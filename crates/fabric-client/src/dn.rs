//! Distinguished-name construction and parsing
//!
//! Every object in the fabric controller's tree is addressed by a
//! slash-delimited distinguished name (DN) rooted at `root`, e.g.
//! `root/tn-Prod/ctx-Main`. Each segment carries a kind prefix
//! (`tn-`, `ctx-`, `BD-`, `ap-`, `epg-`) followed by the bare object
//! name, so a DN both names an object and encodes its parent chain.

use serde::{Deserialize, Serialize};
use std::fmt;

/// Root of the fabric object tree.
pub const DN_ROOT: &str = "root";

/// Segment prefix for tenants.
pub const TENANT_PREFIX: &str = "tn-";
/// Segment prefix for VRFs (contexts).
pub const VRF_PREFIX: &str = "ctx-";
/// Segment prefix for bridge domains.
pub const BRIDGE_DOMAIN_PREFIX: &str = "BD-";
/// Segment prefix for application profiles.
pub const APP_PROFILE_PREFIX: &str = "ap-";
/// Segment prefix for endpoint groups.
pub const ENDPOINT_GROUP_PREFIX: &str = "epg-";

/// A distinguished name addressing exactly one object in the fabric tree.
#[derive(Debug, Clone, PartialEq, Eq, Hash, Serialize, Deserialize)]
#[serde(transparent)]
pub struct Dn(String);

impl Dn {
    /// DN of the tenant container itself: `root/tn-{tenant}`.
    pub fn tenant(tenant: &str) -> Self {
        Dn(format!("{DN_ROOT}/{TENANT_PREFIX}{tenant}"))
    }

    /// DN of a VRF: `root/tn-{tenant}/ctx-{name}`.
    pub fn vrf(tenant: &str, name: &str) -> Self {
        Dn(format!("{DN_ROOT}/{TENANT_PREFIX}{tenant}/{VRF_PREFIX}{name}"))
    }

    /// DN of a bridge domain: `root/tn-{tenant}/BD-{name}`.
    pub fn bridge_domain(tenant: &str, name: &str) -> Self {
        Dn(format!("{DN_ROOT}/{TENANT_PREFIX}{tenant}/{BRIDGE_DOMAIN_PREFIX}{name}"))
    }

    /// DN of an application profile: `root/tn-{tenant}/ap-{name}`.
    pub fn application_profile(tenant: &str, name: &str) -> Self {
        Dn(format!("{DN_ROOT}/{TENANT_PREFIX}{tenant}/{APP_PROFILE_PREFIX}{name}"))
    }

    /// DN of an endpoint group: `root/tn-{tenant}/ap-{profile}/epg-{name}`.
    pub fn endpoint_group(tenant: &str, profile: &str, name: &str) -> Self {
        Dn(format!(
            "{DN_ROOT}/{TENANT_PREFIX}{tenant}/{APP_PROFILE_PREFIX}{profile}/{ENDPOINT_GROUP_PREFIX}{name}"
        ))
    }

    /// Wrap a raw DN string (e.g. one returned by the fabric controller).
    pub fn from_raw(raw: impl Into<String>) -> Self {
        Dn(raw.into())
    }

    /// The raw string form.
    pub fn as_str(&self) -> &str {
        &self.0
    }

    /// The slash-separated segments of this DN.
    pub fn segments(&self) -> impl DoubleEndedIterator<Item = &str> {
        self.0.split('/')
    }

    /// Recover the tenant name embedded in this DN, if any.
    pub fn tenant_name(&self) -> Option<&str> {
        self.segments()
            .find_map(|seg| seg.strip_prefix(TENANT_PREFIX))
    }

    /// Recover the bare object name from the trailing segment by stripping
    /// the given kind prefix.
    ///
    /// A trailing segment that does not carry the expected prefix yields
    /// `None` rather than an error: relation targets are DN-like strings and
    /// an unexpected prefix means the relation does not point at an object
    /// of the expected kind.
    pub fn leaf_name(&self, prefix: &str) -> Option<&str> {
        self.segments().next_back()?.strip_prefix(prefix)
    }

    /// Recover the parent-segment name (the segment just above the leaf)
    /// by stripping the given kind prefix.
    pub fn parent_name(&self, prefix: &str) -> Option<&str> {
        let segments: Vec<&str> = self.segments().collect();
        if segments.len() < 2 {
            return None;
        }
        segments[segments.len() - 2].strip_prefix(prefix)
    }
}

impl fmt::Display for Dn {
    fn fmt(&self, f: &mut fmt::Formatter<'_>) -> fmt::Result {
        f.write_str(&self.0)
    }
}

impl From<Dn> for String {
    fn from(dn: Dn) -> String {
        dn.0
    }
}

/// Recover the bare target name from a relation target DN.
///
/// Relation reads return the target's full DN (e.g. `root/tn-T/ctx-V`).
/// The trailing segment is stripped of the kind prefix to recover the name
/// declared in the referencing spec. A missing or unexpected prefix is
/// reported as `None`: the relation is treated as absent, never as an error.
pub fn relation_target_name(target_dn: &str, prefix: &str) -> Option<String> {
    Dn::from_raw(target_dn)
        .leaf_name(prefix)
        .filter(|name| !name.is_empty())
        .map(str::to_owned)
}

#[cfg(test)]
mod tests {
    use super::*;

    #[test]
    fn vrf_dn_round_trip() {
        let dn = Dn::vrf("T1", "V1");
        assert_eq!(dn.as_str(), "root/tn-T1/ctx-V1");
        assert_eq!(dn.tenant_name(), Some("T1"));
        assert_eq!(dn.leaf_name(VRF_PREFIX), Some("V1"));
    }

    #[test]
    fn bridge_domain_dn_round_trip() {
        let dn = Dn::bridge_domain("T1", "BD1");
        assert_eq!(dn.as_str(), "root/tn-T1/BD-BD1");
        assert_eq!(dn.tenant_name(), Some("T1"));
        assert_eq!(dn.leaf_name(BRIDGE_DOMAIN_PREFIX), Some("BD1"));
    }

    #[test]
    fn application_profile_dn_round_trip() {
        let dn = Dn::application_profile("T1", "AP1");
        assert_eq!(dn.as_str(), "root/tn-T1/ap-AP1");
        assert_eq!(dn.tenant_name(), Some("T1"));
        assert_eq!(dn.leaf_name(APP_PROFILE_PREFIX), Some("AP1"));
    }

    #[test]
    fn endpoint_group_dn_round_trip() {
        let dn = Dn::endpoint_group("T1", "AP1", "EPG1");
        assert_eq!(dn.as_str(), "root/tn-T1/ap-AP1/epg-EPG1");
        assert_eq!(dn.tenant_name(), Some("T1"));
        assert_eq!(dn.parent_name(APP_PROFILE_PREFIX), Some("AP1"));
        assert_eq!(dn.leaf_name(ENDPOINT_GROUP_PREFIX), Some("EPG1"));
    }

    #[test]
    fn relation_target_name_strips_prefix() {
        assert_eq!(
            relation_target_name("root/tn-T1/ctx-X", VRF_PREFIX),
            Some("X".to_string())
        );
        assert_eq!(
            relation_target_name("root/tn-T1/BD-Web", BRIDGE_DOMAIN_PREFIX),
            Some("Web".to_string())
        );
    }

    #[test]
    fn relation_target_name_unexpected_prefix_is_absent() {
        // Wrong prefix on the trailing segment: relation treated as absent.
        assert_eq!(relation_target_name("root/tn-T1/BD-X", VRF_PREFIX), None);
        // Missing prefix entirely.
        assert_eq!(relation_target_name("root/tn-T1/X", VRF_PREFIX), None);
        // Prefix with an empty name is not a usable target.
        assert_eq!(relation_target_name("root/tn-T1/ctx-", VRF_PREFIX), None);
    }
}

● Your assignment
An exact repetition of the material above is required, from its first line through the line holding "#[serde(transparent)]", with nothing added.

● Solution to the exercise
filename crates/fabric-client/src/dn.rs
//! Distinguished-name construction and parsing
//!
//! Every object in the fabric controller's tree is addressed by a
//! slash-delimited distinguished name (DN) rooted at `root`, e.g.
//! `root/tn-Prod/ctx-Main`. Each segment carries a kind prefix
//! (`tn-`, `ctx-`, `BD-`, `ap-`, `epg-`) followed by the bare object
//! name, so a DN both names an object and encodes its parent chain.

use serde::{Deserialize, Serialize};
use std::fmt;

/// Root of the fabric object tree.
pub const DN_ROOT: &str = "root";

/// Segment prefix for tenants.
pub const TENANT_PREFIX: &str = "tn-";
/// Segment prefix for VRFs (contexts).
pub const VRF_PREFIX: &str = "ctx-";
/// Segment prefix for bridge domains.
pub const BRIDGE_DOMAIN_PREFIX: &str = "BD-";
/// Segment prefix for application profiles.
pub const APP_PROFILE_PREFIX: &str = "ap-";
/// Segment prefix for endpoint groups.
pub const ENDPOINT_GROUP_PREFIX: &str = "epg-";

/// A distinguished name addressing exactly one object in the fabric tree.
#[derive(Debug, Clone, PartialEq, Eq, Hash, Serialize, Deserialize)]
#[serde(transparent)]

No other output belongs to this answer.